I'm using code first and have a number of entities that have a requirement to have a "work in progress" version of each. Traditionally we've implemented this pattern by cloning the tables for all of these entities with a prefixed "wip." version. Although this system works there is a lot of uglyness in the code and I'm hoping to find a cleaner less obtrusive solution using Entity Framework.

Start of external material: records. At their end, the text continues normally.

//! Integration tests for the generated electrophysiology workflow.

use pipegraph::config::PipegraphConfig;
use pipegraph::verify::{verify_parent_names, verify_parentage, ParentageMismatch};
use pipegraph::workflow::generate_pipeline;
use pipegraph::{assert_parentage, Pipeline, PipegraphError, Tier};

fn pipeline() -> Pipeline {
    generate_pipeline(&PipegraphConfig::with_prefix("test_")).expect("pipeline")
}

#[test]
fn session_descends_from_subject() -> Result<(), PipegraphError> {
    let pipeline = pipeline();
    let subject = pipeline.get_schema("subject")?;
    let session = pipeline.get_schema("session")?;

    let parents = session.get("Session")?.parent_handles();
    let subject_tbl = parents.first().expect("session has a parent");
    assert_eq!(
        subject_tbl.full_table_name(),
        subject.get("Subject")?.full_table_name()
    );

    verify_parentage(session.get("Session")?, &[subject.get("Subject")?])?;
    Ok(())
}

#[test]
fn probe_insertion_descends_from_session_then_probe() -> Result<(), PipegraphError> {
    let pipeline = pipeline();
    let ephys = pipeline.get_schema("ephys")?;
    let probe = pipeline.get_schema("probe")?;
    let session = pipeline.get_schema("session")?;

    let insertion = ephys.get("ProbeInsertion")?;
    let parents = insertion.parent_handles();
    assert_eq!(parents.len(), 2);
    assert_eq!(
        parents[0].full_table_name(),
        session.get("Session")?.full_table_name()
    );
    assert_eq!(
        parents[1].full_table_name(),
        probe.get("Probe")?.full_table_name()
    );

    assert_parentage(insertion, &[session.get("Session")?, probe.get("Probe")?]);
    Ok(())
}

#[test]
fn reversed_parent_order_is_a_name_mismatch() {
    let pipeline = pipeline();
    let insertion = pipeline.table("ephys.ProbeInsertion").unwrap();
    let session = pipeline.table("session.Session").unwrap();
    let probe = pipeline.table("probe.Probe").unwrap();

    let err = verify_parentage(insertion, &[probe, session]).unwrap_err();
    assert_eq!(
        err,
        ParentageMismatch::Name {
            child: "`test_ephys`.`probe_insertion`".to_string(),
            position: 0,
            expected: "`test_probe`.`#probe`".to_string(),
            actual: "`test_session`.`session`".to_string(),
        }
    );
}

#[test]
fn parentless_table_reports_count_mismatch() {
    let pipeline = pipeline();
    let subject = pipeline.table("subject.Subject").unwrap();
    let session = pipeline.table("session.Session").unwrap();

    match verify_parentage(subject, &[session]) {
        Err(ParentageMismatch::Count {
            expected, actual, ..
        }) => {
            assert_eq!(expected, vec!["`test_session`.`session`"]);
            assert!(actual.is_empty());
        }
        other => panic!("expected count mismatch, got {other:?}"),
    }
}

#[test]
fn extra_expected_parent_reports_count_mismatch() {
    let pipeline = pipeline();
    let session = pipeline.table("session.Session").unwrap();
    let subject = pipeline.table("subject.Subject").unwrap();
    let probe = pipeline.table("probe.Probe").unwrap();

    let err = verify_parentage(session, &[subject, probe]).unwrap_err();
    assert!(matches!(err, ParentageMismatch::Count { .. }));
}

#[test]
fn verification_is_idempotent() {
    let pipeline = pipeline();
    let insertion = pipeline.table("ephys.ProbeInsertion").unwrap();
    let expected = [
        pipeline.table("session.Session").unwrap(),
        pipeline.table("probe.Probe").unwrap(),
    ];

    let names_before = insertion.parent_names();
    for _ in 0..3 {
        assert!(verify_parentage(insertion, &expected).is_ok());
    }
    assert_eq!(insertion.parent_names(), names_before);
}

#[test]
fn parent_names_match_parent_handles() {
    let pipeline = pipeline();
    let recording = pipeline.table("ephys.EphysRecording").unwrap();
    let from_handles: Vec<_> = recording
        .parent_handles()
        .iter()
        .map(|t| t.full_table_name())
        .collect();
    assert_eq!(recording.parent_names(), from_handles);
    assert_eq!(
        recording.parent_names(),
        vec![
            "`test_ephys`.`probe_insertion`",
            "`test_probe`.`electrode_config`",
            "`test_ephys`.`#acquisition_software`",
        ]
    );
    verify_parent_names(recording, &recording.parent_names()).unwrap();
}

#[test]
fn full_table_names_follow_prefix_and_tier() {
    let pipeline = pipeline();
    let cases = [
        ("subject.Subject", "`test_subject`.`subject`", Tier::Manual),
        ("probe.ProbeType", "`test_probe`.`#probe_type`", Tier::Lookup),
        (
            "probe.ProbeType.Electrode",
            "`test_probe`.`#probe_type__electrode`",
            Tier::Part,
        ),
        (
            "ephys.EphysRecording",
            "`test_ephys`.`_ephys_recording`",
            Tier::Imported,
        ),
        (
            "ephys.CuratedClustering.Unit",
            "`test_ephys`.`_curated_clustering__unit`",
            Tier::Part,
        ),
    ];
    for (path, full_name, tier) in cases {
        let table = pipeline.table(path).unwrap();
        assert_eq!(table.full_table_name(), full_name, "{path}");
        assert_eq!(table.tier(), tier, "{path}");
        assert_eq!(pipeline.by_full_name(full_name), Some(table));
    }
}

#[test]
fn schema_override_replaces_prefixed_database() {
    let config = PipegraphConfig::from_toml(
        r#"
[defaults.database]
prefix = "lab_"

[schemas.subject]
database = "shared_animals"
"#,
    )
    .unwrap();
    let pipeline = generate_pipeline(&config).unwrap();
    let session = pipeline.table("session.Session").unwrap();
    assert_eq!(
        session.parent_names(),
        vec!["`shared_animals`.`subject`"]
    );
    assert_eq!(session.database(), "lab_session");
}

#[test]
fn independent_pipelines_agree_by_full_name() {
    let first = pipeline();
    let second = pipeline();
    let insertion = first.table("ephys.ProbeInsertion").unwrap();
    let expected = [
        second.table("session.Session").unwrap(),
        second.table("probe.Probe").unwrap(),
    ];
    assert!(verify_parentage(insertion, &expected).is_ok());
}

#[test]
fn unknown_lookups_are_errors() {
    let pipeline = pipeline();
    assert!(matches!(
        pipeline.get_schema("lab"),
        Err(PipegraphError::UnknownSchema(_))
    ));
    assert!(matches!(
        pipeline.table("ephys.Missing"),
        Err(PipegraphError::UnknownTable(_))
    ));
    assert!(matches!(
        pipeline.table("ProbeInsertion"),
        Err(PipegraphError::Validation(_))
    ));
    assert!(pipeline.schema("ephys").unwrap().table("Missing").is_none());
}

#[test]
fn graph_queries_cover_children_and_ancestors() {
    let pipeline = pipeline();
    let insertion = pipeline.table("ephys.ProbeInsertion").unwrap();

    let children: Vec<_> = insertion.children().iter().map(|t| t.to_string()).collect();
    assert_eq!(children, vec!["ephys.InsertionLocation", "ephys.EphysRecording"]);

    let ancestors: Vec<_> = insertion.ancestors().iter().map(|t| t.to_string()).collect();
    assert_eq!(ancestors.len(), 4);
    for path in ["subject.Subject", "session.Session", "probe.ProbeType", "probe.Probe"] {
        assert!(ancestors.contains(&path.to_string()), "{path}");
    }
    let pos = |p: &str| ancestors.iter().position(|a| a == p).unwrap();
    assert!(pos("subject.Subject") < pos("session.Session"));
    assert!(pos("probe.ProbeType") < pos("probe.Probe"));

    let unit = pipeline.table("ephys.CuratedClustering.Unit").unwrap();
    assert!(unit
        .ancestors()
        .iter()
        .any(|t| t.class_name() == "ElectrodeConfig.Electrode"));
    assert!(insertion
        .descendants()
        .iter()
        .any(|t| t.class_name() == "CuratedClustering.Unit"));
}

#[test]
fn tables_are_listed_parents_first() {
    let pipeline = pipeline();
    let order: Vec<_> = pipeline.tables().collect();
    assert_eq!(order.len(), pipeline.len());
    for (idx, table) in order.iter().enumerate() {
        for parent in table.parent_handles() {
            let parent_idx = order.iter().position(|t| *t == parent).unwrap();
            assert!(parent_idx < idx, "{parent} listed after {table}");
        }
    }
}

Ideally I'd love something close to this:
using (MyDBContext ctx = new MyDBContext()) {
Person myPerson = ctx.First(x => x.Name == "frank");
// Do work with the non "work in progress" entities
}
using (MyWIPContext wipCtx = new MyWIPContext()) {
Person myPerson = wipCtx.First(x => x.Name == "frank");
// Do work with the "work in progress" entites
// If I need to move this entity to non "Work in Progress" maybe do:
ctx.Attach(myPerson);
ctx.SaveChanges(); // Where ctx is the non "Work in Progress context"
}
From my digging I feel like this might be possible. I found that I can add a rule to prefix "wip." in front of my tables (How to Add Table Prefix In Entity Framework Code First Globally?)
Also found a post deal with multiple schema's (Entity Framework and multiple schemas) Referencing this article (http://romiller.com/2011/05/23/ef-4-1-multi-tenant-with-code-first/)

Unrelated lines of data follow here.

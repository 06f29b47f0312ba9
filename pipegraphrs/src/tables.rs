use std::fmt;

use serde::{de, Deserializer};
use serde::{Deserialize, Serialize};
use serde_json::Value;

use crate::error::{PipegraphError, Result};

/// A schema groups the tables of one pipeline domain (`subject`, `session`, ...).
#[derive(Debug, Clone, PartialEq, Eq, Serialize, Deserialize)]
#[serde(deny_unknown_fields)]
pub struct SchemaDef {
    pub name: String,
    /// Explicit database name. When absent the configured prefix is applied.
    #[serde(default)]
    pub database: Option<String>,
    /// Tables in declaration order.
    #[serde(default)]
    pub tables: Vec<TableDef>,
    pub description: Option<String>,
}

impl SchemaDef {
    pub fn new(name: impl Into<String>) -> Self {
        Self {
            name: name.into(),
            database: None,
            tables: Vec::new(),
            description: None,
        }
    }

    pub fn with_table(mut self, table: TableDef) -> Self {
        self.tables.push(table);
        self
    }

    pub fn get_table(&self, name: &str) -> Option<&TableDef> {
        self.tables.iter().find(|t| t.name == name)
    }
}

#[derive(Debug, Clone, PartialEq, Eq, Serialize)]
pub struct TableDef {
    /// CamelCase class name, unique within its schema.
    pub name: String,
    pub tier: Tier,
    /// Primary attributes declared by the table itself (not inherited).
    pub primary_key: Vec<String>,
    /// Foreign keys in declaration order.
    pub parents: Vec<ForeignKeyDef>,
    pub parts: Vec<PartDef>,
    pub description: Option<String>,
}

impl TableDef {
    pub fn new(name: impl Into<String>, tier: Tier) -> Self {
        Self {
            name: name.into(),
            tier,
            primary_key: Vec::new(),
            parents: Vec::new(),
            parts: Vec::new(),
            description: None,
        }
    }

    pub fn key(mut self, attr: impl Into<String>) -> Self {
        self.primary_key.push(attr.into());
        self
    }

    pub fn parent(mut self, fk: impl Into<ForeignKeyDef>) -> Self {
        self.parents.push(fk.into());
        self
    }

    pub fn part(mut self, part: PartDef) -> Self {
        self.parts.push(part);
        self
    }

    pub fn describe(mut self, description: impl Into<String>) -> Self {
        self.description = Some(description.into());
        self
    }
}

impl<'de> Deserialize<'de> for TableDef {
    fn deserialize<D>(deserializer: D) -> std::result::Result<Self, D::Error>
    where
        D: Deserializer<'de>,
    {
        #[derive(Deserialize)]
        #[serde(deny_unknown_fields)]
        struct Raw {
            name: String,
            tier: Tier,
            #[serde(default)]
            primary_key: Option<KeyAttrs>,
            #[serde(default)]
            primary_keys: Option<KeyAttrs>,
            #[serde(default)]
            parents: Vec<ForeignKeyDef>,
            #[serde(default)]
            parts: Vec<PartDef>,
            description: Option<String>,
        }

        let raw = Raw::deserialize(deserializer)?;
        let primary_key = merge_key_attrs(&raw.name, raw.primary_key, raw.primary_keys)?;

        Ok(TableDef {
            name: raw.name,
            tier: raw.tier,
            primary_key,
            parents: raw.parents,
            parts: raw.parts,
            description: raw.description,
        })
    }
}

/// A part table nested under a master. The master is its implicit first parent.
#[derive(Debug, Clone, PartialEq, Eq, Serialize)]
pub struct PartDef {
    pub name: String,
    pub primary_key: Vec<String>,
    pub parents: Vec<ForeignKeyDef>,
    pub description: Option<String>,
}

impl<'de> Deserialize<'de> for PartDef {
    fn deserialize<D>(deserializer: D) -> std::result::Result<Self, D::Error>
    where
        D: Deserializer<'de>,
    {
        #[derive(Deserialize)]
        #[serde(deny_unknown_fields)]
        struct Raw {
            name: String,
            #[serde(default)]
            primary_key: Option<KeyAttrs>,
            #[serde(default)]
            primary_keys: Option<KeyAttrs>,
            #[serde(default)]
            parents: Vec<ForeignKeyDef>,
            description: Option<String>,
        }

        let raw = Raw::deserialize(deserializer)?;
        let primary_key = merge_key_attrs(&raw.name, raw.primary_key, raw.primary_keys)?;

        Ok(PartDef {
            name: raw.name,
            primary_key,
            parents: raw.parents,
            description: raw.description,
        })
    }
}

/// Primary attributes written as a single name or a list.
#[derive(Deserialize)]
#[serde(untagged)]
enum KeyAttrs {
    One(String),
    Many(Vec<String>),
}

impl From<KeyAttrs> for Vec<String> {
    fn from(attrs: KeyAttrs) -> Self {
        match attrs {
            KeyAttrs::One(attr) => vec![attr],
            KeyAttrs::Many(attrs) => attrs,
        }
    }
}

fn merge_key_attrs<E: de::Error>(
    owner: &str,
    primary_key: Option<KeyAttrs>,
    primary_keys: Option<KeyAttrs>,
) -> std::result::Result<Vec<String>, E> {
    match (primary_key, primary_keys) {
        (Some(_), Some(_)) => Err(E::custom(format!(
            "table {owner} sets both primary_key and primary_keys"
        ))),
        (Some(attrs), None) | (None, Some(attrs)) => Ok(attrs.into()),
        (None, None) => Ok(Vec::new()),
    }
}

impl PartDef {
    pub fn new(name: impl Into<String>) -> Self {
        Self {
            name: name.into(),
            primary_key: Vec::new(),
            parents: Vec::new(),
            description: None,
        }
    }

    pub fn key(mut self, attr: impl Into<String>) -> Self {
        self.primary_key.push(attr.into());
        self
    }

    pub fn parent(mut self, fk: impl Into<ForeignKeyDef>) -> Self {
        self.parents.push(fk.into());
        self
    }
}

#[derive(Debug, Clone, Copy, Serialize, Deserialize, PartialEq, Eq, Hash)]
#[serde(rename_all = "snake_case")]
pub enum Tier {
    Manual,
    Lookup,
    Imported,
    Computed,
    Part,
}

impl Tier {
    /// Prefix prepended to the snake_case class name to form the table name.
    pub fn prefix(self) -> &'static str {
        match self {
            Tier::Manual | Tier::Part => "",
            Tier::Lookup => "#",
            Tier::Imported => "_",
            Tier::Computed => "__",
        }
    }
}

impl fmt::Display for Tier {
    fn fmt(&self, f: &mut fmt::Formatter<'_>) -> fmt::Result {
        let s = match self {
            Tier::Manual => "manual",
            Tier::Lookup => "lookup",
            Tier::Imported => "imported",
            Tier::Computed => "computed",
            Tier::Part => "part",
        };
        f.write_str(s)
    }
}

/// A declared dependency on another table.
#[derive(Debug, Clone, Serialize, PartialEq, Eq)]
pub struct ForeignKeyDef {
    /// `Class`, `Master.Part`, `schema.Class` or `schema.Master.Part`.
    pub table: String,
    /// Whether the inherited attributes join the primary key.
    pub primary: bool,
    pub nullable: bool,
}

impl ForeignKeyDef {
    pub fn primary(table: impl Into<String>) -> Self {
        Self {
            table: table.into(),
            primary: true,
            nullable: false,
        }
    }

    pub fn secondary(table: impl Into<String>) -> Self {
        Self {
            table: table.into(),
            primary: false,
            nullable: false,
        }
    }

    pub fn nullable(mut self) -> Self {
        self.nullable = true;
        self
    }
}

impl From<&str> for ForeignKeyDef {
    fn from(table: &str) -> Self {
        ForeignKeyDef::primary(table)
    }
}

impl<'de> Deserialize<'de> for ForeignKeyDef {
    fn deserialize<D>(deserializer: D) -> std::result::Result<Self, D::Error>
    where
        D: Deserializer<'de>,
    {
        let value = Value::deserialize(deserializer)?;
        match value {
            Value::String(s) => Ok(ForeignKeyDef::primary(s)),
            other => {
                #[derive(Deserialize)]
                #[serde(deny_unknown_fields)]
                struct Full {
                    table: String,
                    #[serde(default = "default_primary")]
                    primary: bool,
                    #[serde(default)]
                    nullable: bool,
                }
                let full = Full::deserialize(other).map_err(de::Error::custom)?;
                Ok(ForeignKeyDef {
                    table: full.table,
                    primary: full.primary,
                    nullable: full.nullable,
                })
            }
        }
    }
}

fn default_primary() -> bool {
    true
}

/// Parsed form of a foreign-key target.
///
/// Segments starting with a lowercase letter name a schema; the rest is the
/// class path (`Master` or `Master.Part`).
#[derive(Debug, Clone, PartialEq, Eq)]
pub struct TableRef {
    pub schema: Option<String>,
    pub class_path: String,
}

impl TableRef {
    pub fn parse(reference: &str) -> Result<Self> {
        let segments: Vec<&str> = reference.split('.').collect();
        if segments.iter().any(|s| s.is_empty()) {
            return Err(PipegraphError::Validation(format!(
                "malformed table reference {reference:?}"
            )));
        }
        let (schema, classes) = match segments.first() {
            Some(first) if first.starts_with(|c: char| c.is_ascii_lowercase()) => {
                (Some(first.to_string()), &segments[1..])
            }
            _ => (None, &segments[..]),
        };
        if classes.is_empty() || classes.len() > 2 {
            return Err(PipegraphError::Validation(format!(
                "table reference {reference:?} must name a class or a Master.Part"
            )));
        }
        Ok(TableRef {
            schema,
            class_path: classes.join("."),
        })
    }
}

Some of the problems I'm hitting is with using migrations to create the database. If I have multiple DBContext's migrations start getting messy and with that second article they don't work at all as they don't give there DBContext a way to be constructed so migrations fail.
Does anyone know of a clean way to implement this pattern. I'd love to have it as non obtrusive as possible. The entities should not be aware that they have 2 places they can persist in (Work in Progress & Real Version). I know I could do this by adding flags to the entities but I feel like there is another way.